Goal is to make it easier for researchers to search the petabytes of weather information the agency collects.

The National Oceanic and Atmospheric Administration signed a contract on Monday to help manage an archive of environmental data, which by 2020 will store more information than all the material printed in the world since Gutenberg.

Comment on this article in The Forum.The $2.8 million contract, awarded to Diversified Global Partners Joint Venture LLC, will help NOAA manage and provide access to torrents of data from weather satellite systems operated the agency's National Environmental Satellite, Data, and Information Service, said Christopher Fox, director of NOAA's Geophysical Data Center in Boulder, Colo. The data makes up an electronic library of environmental information known as the Comprehensive Large Array-data Stewardship System. Later, NOAA plans to add data from terrestrial systems such as that collected by the NEXRAD radar systems operated by National Weather Service.

NOAA downloads 16 billion bytes of satellite data daily to a satellite operation facility in Suitland, Md., and CLASS stores 1 petabyte, or 1 quadrillion bytes of information. Fox estimated CLASS would manage an archive of 160 petabytes of data by 2020.

The CLASS archive stores environmental data collected since 1974, and researchers will be able to access the information over the Web to study weather patterns, global warming and coastal erosion, all key information to predicting impacts of hurricanes.

"The future of earth sciences will focus less on how we collect data and more on what we do with it to provide products that improve lives," said NOAA Administrator Conrad Lautenbacher. "CLASS will allow us to use the data we have in new and exciting ways."

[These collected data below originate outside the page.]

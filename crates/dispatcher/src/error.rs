use thiserror::Error;

/// Per-message failures raised while forwarding to the incident API.
#[derive(Debug, Error)]
pub enum DispatchError {
    #[error("Malformed message body: {0}")]
    Payload(#[from] serde_json::Error),

    #[error("Incident API request failed: {0}")]
    Http(#[from] reqwest::Error),
}
//! Per-message pipeline: route → forward → notify.
//!
//! Every way a message can end is a [`PipelineOutcome`] variant, so the
//! consumer can log each case precisely while acknowledging all of them the
//! same way.

use relay_common::types::{QueueMessage, SkipReason};
use relay_notifier::NotifyError;

use crate::dispatcher::{ActionDispatcher, Dispatch};
use crate::error::DispatchError;
use crate::outcome::{NotifyOutcome, OutcomeNotifier};

#[derive(Debug)]
pub enum PipelineOutcome {
    /// The incident API was called and the outcome notification handled.
    Delivered {
        status_code: u16,
        notification: NotifyOutcome,
    },
    /// Not actionable; nothing was called.
    Skipped(SkipReason),
    /// Body was not valid JSON; nothing was called.
    PayloadError(serde_json::Error),
    /// The incident API could not be reached or its response not read.
    CallError(reqwest::Error),
    /// The API was called but the notifier is not configured to send.
    NotifierMisconfigured {
        status_code: u16,
        error: NotifyError,
    },
}

pub struct Pipeline {
    dispatcher: ActionDispatcher,
    outcome: OutcomeNotifier,
}

impl Pipeline {
    pub fn new(dispatcher: ActionDispatcher, outcome: OutcomeNotifier) -> Self {
        Self {
            dispatcher,
            outcome,
        }
    }

    /// Run one message through the pipeline. Never fails: every error is
    /// folded into the returned outcome.
    pub async fn process(&self, message: &QueueMessage) -> PipelineOutcome {
        let dispatch = match self
            .dispatcher
            .dispatch(&message.body, message.attributes.as_ref())
            .await
        {
            Ok(dispatch) => dispatch,
            Err(DispatchError::Payload(e)) => return PipelineOutcome::PayloadError(e),
            Err(DispatchError::Http(e)) => return PipelineOutcome::CallError(e),
        };

        let (payload, result) = match dispatch {
            Dispatch::Skipped(reason) => return PipelineOutcome::Skipped(reason),
            Dispatch::Forwarded {
                payload, result, ..
            } => (payload, result),
        };

        match self.outcome.notify(&result, &payload).await {
            Ok(notification) => PipelineOutcome::Delivered {
                status_code: result.status_code,
                notification,
            },
            Err(error) => PipelineOutcome::NotifierMisconfigured {
                status_code: result.status_code,
                error,
            },
        }
    }
}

Rick Vizbulis, the project manager for CLASS, said the system will store data on a combination of high-capacity hard drives and tape drives at redundant data centers in Boulder and Asheville, N.C., and will be able to accommodate innovations in storage technology.

CLASS has been in operation since 2001, and NOAA has been trying to find ways to make it easier for researchers to sift through the mounting stores of data, according to Vizbulis. Fox said NOAA was working to make the data sets more transparent and to build search tools so researchers could find information more easily, which was part of the contract. "This is a work in progress, but we have made a lot of headway," Fox said.

He likened the challenge NOAA is looking at in providing users easy access to petabytes of data to the one Google faced in its early development of a Web search engine, "and no one could have foreseen what Google could do a few years ago," he said.

NOAA has requested a budget of $7.5 million for CLASS for fiscal 2009, up from $6.5 million in fiscal 2008. Agency briefing documents indicate NOAA plans to spend $7.4 million a year on CLASS during the next 10 years.

CLASS archives information from a family of NOAA weather satellites: two geostationary operational environmental satellites, which send weather data and pictures that cover various sections of the United States; the polar-orbiting operational environmental satellites, which provide global coverage of cloud cover, storm location, temperature and heat balance in the Earth's atmosphere.

CLASS also archives data from the Defense Meteorological Satellites Program, which is operated by the Defense Department. In the future, NOAA said CLASS will archive data from NEXRAD radar and wind and wave data collected by a global network of data buoys.

Diversified Global Partners did not return calls for comment. The company is a partnership of DBN Consulting Group in Silver Spring, Md., and Global Science and Technology in Greenbelt, Md.